The philosophical content of Aesop’s fables is perhaps best described as “popular” or “applied” ethics. Like other ancient satirical genres (e.g., iambography, Greek comedy, Roman satire), fables describe and condemn common varieties of misbehavior, especially greed, hypocrisy, vanity, and deceit. But two salient features set the fable apart from other forms of moralizing literature: (1) the drawing out of an explicit message in the form of a moral; and (2) the use of talking animals as protagonists. The aim of this brief reflection is to explore the relationship between these two aspects of the fable by looking at the role played by animals in the genre’s moralizing program. Why do animals feature so prominently in Aesop’s fables? And why do they talk?
According to our ancient sources, the fable’s use of animals primarily serves to underscore the fictionality and lightness of the stories. The risibility of the humanized animal allows the fable to make its point without boring or insulting an addressee. So, it follows, while calling someone an “ass” might reasonably cause offense, fable-tellers can be more effective and more politic by offering advice or criticism with a made-up story. Take, for example, this excerpt from “The Ass in the Lion’s Skin” (Perry, 188):
An ass put on a lion’s skin and went around frightening the other animals (ta aloga zoa). He saw a fox and tried to terrify her, too.

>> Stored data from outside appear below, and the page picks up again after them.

use std::collections::{HashSet, VecDeque};

use crate::reaction::ReactionSummary;
use crate::types::{MessagePage, MessageSerial, MessageSnapshot, RoomEvent};

/// Cap on live events buffered while a backfill is in flight.
pub const DEFAULT_PENDING_LIMIT: usize = 256;

/// Hard ceiling on backfill page sizes, matching the server-side cap.
pub const MAX_BACKFILL_LIMIT: u16 = 100;

/// Lifecycle of a room timeline.
#[derive(Debug, Clone, Copy, PartialEq, Eq)]
pub enum TimelineStatus {
    /// No backfill has completed yet; nothing trustworthy to show.
    Empty,
    /// A backfill request is in flight.
    Loading,
    /// The timeline reflects a completed backfill plus live events.
    Ready,
}

/// Guard for one backfill request.
///
/// Tokens are issued in strictly increasing order and a response is only
/// applied while its token is still the latest one, so a late response
/// from before a discontinuity cannot clobber the resynchronized view.
#[derive(Debug, Clone, Copy, PartialEq, Eq)]
pub struct BackfillToken(u64);

/// What happened when one live event was offered to the reconciler.
#[derive(Debug, Clone, Copy, PartialEq, Eq)]
pub enum ApplyOutcome {
    /// The visible timeline changed.
    Applied,
    /// The event was absorbed without effect: a duplicate delivery, an
    /// unknown serial, a stale version or an unchanged summary.
    NoOp,
    /// The timeline is not ready; the event was queued for replay.
    Buffered,
    /// The event signalled lost continuity; a fresh backfill is required.
    ResyncRequired,
}

/// What happened when a backfill response was handed back.
#[derive(Debug, Clone, Copy, PartialEq, Eq)]
pub enum BackfillOutcome {
    /// The response matched the latest request and was applied.
    Applied,
    /// The response was superseded by a newer request and ignored.
    Stale,
}

/// Ordered, deduplicated view of one room's messages.
///
/// The reconciler is a plain synchronous state machine: callers feed it
/// live events and backfill responses and read the merged result. It never
/// performs IO itself, which keeps every ordering scenario testable
/// without a runtime.
#[derive(Debug, Clone)]
pub struct RoomTimeline {
    status: TimelineStatus,
    items: Vec<MessageSnapshot>,
    pending: VecDeque<RoomEvent>,
    pending_limit: usize,
    latest_token: u64,
    had_ready_view: bool,
    dropped_pending: u64,
}

impl RoomTimeline {
    pub fn new(pending_limit: usize) -> Self {
        Self {
            status: TimelineStatus::Empty,
            items: Vec::new(),
            pending: VecDeque::new(),
            pending_limit: pending_limit.max(1),
            latest_token: 0,
            had_ready_view: false,
            dropped_pending: 0,
        }
    }

    pub fn status(&self) -> TimelineStatus {
        self.status
    }

    /// Messages in ascending serial order.
    pub fn messages(&self) -> &[MessageSnapshot] {
        &self.items
    }

    pub fn len(&self) -> usize {
        self.items.len()
    }

    pub fn is_empty(&self) -> bool {
        self.items.is_empty()
    }

    /// Number of live events currently queued for replay.
    pub fn pending_len(&self) -> usize {
        self.pending.len()
    }

    /// Total live events discarded because the replay queue overflowed.
    pub fn dropped_pending(&self) -> u64 {
        self.dropped_pending
    }

    /// The most recently issued backfill token.
    pub fn backfill_token(&self) -> BackfillToken {
        BackfillToken(self.latest_token)
    }

    /// Start (or restart) a backfill, superseding any in-flight request.
    ///
    /// Existing items stay visible while the request runs; only the
    /// response replaces them.
    pub fn begin_backfill(&mut self) -> BackfillToken {
        self.had_ready_view = match self.status {
            TimelineStatus::Ready => true,
            TimelineStatus::Loading => self.had_ready_view,
            TimelineStatus::Empty => false,
        };
        self.status = TimelineStatus::Loading;
        self.latest_token += 1;
        BackfillToken(self.latest_token)
    }

    /// Apply a completed backfill response.
    ///
    /// The page replaces the whole timeline, then buffered live events are
    /// replayed on top in arrival order. Responses carrying a superseded
    /// token are discarded untouched.
    pub fn complete_backfill(&mut self, token: BackfillToken, page: MessagePage) -> BackfillOutcome {
        if token.0 != self.latest_token {
            return BackfillOutcome::Stale;
        }
        self.items = normalize_page(page);
        self.status = TimelineStatus::Ready;
        self.had_ready_view = true;
        self.replay_pending();
        BackfillOutcome::Applied
    }

    /// Record a failed backfill without touching existing items.
    ///
    /// A timeline that was ready before stays ready on its previous view; a
    /// timeline that never loaded returns to empty. Buffered events are
    /// kept so a later successful backfill can still replay them.
    pub fn fail_backfill(&mut self, token: BackfillToken) -> BackfillOutcome {
        if token.0 != self.latest_token {
            return BackfillOutcome::Stale;
        }
        if self.had_ready_view {
            self.status = TimelineStatus::Ready;
            self.replay_pending();
        } else {
            self.status = TimelineStatus::Empty;
        }
        BackfillOutcome::Applied
    }

    /// Handle lost continuity: discard all local state and start a fresh
    /// backfill cycle.
    ///
    /// Buffered events are dropped as well, since events queued before the
    /// gap may themselves be incomplete.
    pub fn on_discontinuity(&mut self) -> BackfillToken {
        self.items.clear();
        self.pending.clear();
        self.had_ready_view = false;
        self.status = TimelineStatus::Loading;
        self.latest_token += 1;
        BackfillToken(self.latest_token)
    }

    /// Offer one live event to the reconciler.
    pub fn apply(&mut self, event: RoomEvent) -> ApplyOutcome {
        match event {
            RoomEvent::Discontinuity { .. } => {
                self.on_discontinuity();
                ApplyOutcome::ResyncRequired
            }
            event if self.status != TimelineStatus::Ready => {
                self.buffer(event);
                ApplyOutcome::Buffered
            }
            RoomEvent::MessageCreated { message } => self.apply_created(message),
            RoomEvent::MessageUpdated {
                serial,
                version,
                text,
                updated_at_ms,
                updated_by,
            } => self.apply_updated(&serial, version, text, updated_at_ms, updated_by),
            RoomEvent::MessageDeleted {
                serial,
                version,
                deleted_at_ms,
                deleted_by,
            } => self.apply_deleted(&serial, version, deleted_at_ms, deleted_by),
            RoomEvent::ReactionSummary { serial, summary } => {
                self.apply_reaction_summary(&serial, summary)
            }
        }
    }

    /// Clamp a requested backfill limit against the server-side cap.
    ///
    /// The result is always in `1..=MAX_BACKFILL_LIMIT`, whatever the
    /// caller or a misbehaving configuration asks for.
    pub fn bounded_backfill_limit(requested: u16, server_cap: u16) -> u16 {
        let safe_requested = requested.max(1);
        let safe_cap = server_cap.clamp(1, MAX_BACKFILL_LIMIT);
        safe_requested.min(safe_cap)
    }

    fn apply_created(&mut self, message: MessageSnapshot) -> ApplyOutcome {
        if self.position_of(&message.serial).is_some() {
            return ApplyOutcome::NoOp;
        }
        self.items.push(message);
        self.items.sort_by(|a, b| a.serial.cmp(&b.serial));
        ApplyOutcome::Applied
    }

    fn apply_updated(
        &mut self,
        serial: &MessageSerial,
        version: u64,
        text: String,
        updated_at_ms: u64,
        updated_by: Option<String>,
    ) -> ApplyOutcome {
        let Some(index) = self.position_of(serial) else {
            return ApplyOutcome::NoOp;
        };
        let current = &mut self.items[index];
        if version <= current.version {
            return ApplyOutcome::NoOp;
        }
        current.version = version;
        current.text = text;
        current.updated_at_ms = Some(updated_at_ms);
        current.updated_by = updated_by;
        ApplyOutcome::Applied
    }

    fn apply_deleted(
        &mut self,
        serial: &MessageSerial,
        version: u64,
        deleted_at_ms: u64,
        deleted_by: Option<String>,
    ) -> ApplyOutcome {
        let Some(index) = self.position_of(serial) else {
            return ApplyOutcome::NoOp;
        };
        let current = &mut self.items[index];
        if version <= current.version {
            return ApplyOutcome::NoOp;
        }
        current.version = version;
        current.deleted = true;
        current.deleted_at_ms = Some(deleted_at_ms);
        current.deleted_by = deleted_by;
        ApplyOutcome::Applied
    }

    fn apply_reaction_summary(
        &mut self,
        serial: &MessageSerial,
        summary: ReactionSummary,
    ) -> ApplyOutcome {
        let Some(index) = self.position_of(serial) else {
            return ApplyOutcome::NoOp;
        };
        let current = &mut self.items[index];
        if current.reactions == summary {
            return ApplyOutcome::NoOp;
        }
        current.reactions = summary;
        ApplyOutcome::Applied
    }

    fn position_of(&self, serial: &MessageSerial) -> Option<usize> {
        self.items.iter().position(|item| &item.serial == serial)
    }

    fn buffer(&mut self, event: RoomEvent) {
        if self.pending.len() >= self.pending_limit {
            self.pending.pop_front();
            self.dropped_pending += 1;
        }
        self.pending.push_back(event);
    }

    fn replay_pending(&mut self) {
        let queued: Vec<RoomEvent> = self.pending.drain(..).collect();
        for event in queued {
            self.apply(event);
        }
    }
}

impl Default for RoomTimeline {
    fn default() -> Self {
        Self::new(DEFAULT_PENDING_LIMIT)
    }
}

/// Turn a newest-first backend page into an ascending, serial-unique item
/// list. The page is walked in delivery order so the newest instance of a
/// duplicated serial wins.
fn normalize_page(page: MessagePage) -> Vec<MessageSnapshot> {
    let mut seen: HashSet<MessageSerial> = HashSet::with_capacity(page.items.len());
    let mut items: Vec<MessageSnapshot> = Vec::with_capacity(page.items.len());
    for item in page.items {
        if seen.insert(item.serial.clone()) {
            items.push(item);
        }
    }
    items.sort_by(|a, b| a.serial.cmp(&b.serial));
    items
}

But she happened to have heard his voice and said to him, “I can assure you I would have been afraid of you, too, if I hadn’t heard your braying.” So it is that some ignorant men who create an impression of being someone by their outward elegance expose themselves by their own talkativeness (glōssalgias).
By bringing to the fore the fictitious nature of the story, animal fables entertain and establish that the only possibility of serious meaning is the interpretation; the auditor must listen to the moral and decide if the fable applies.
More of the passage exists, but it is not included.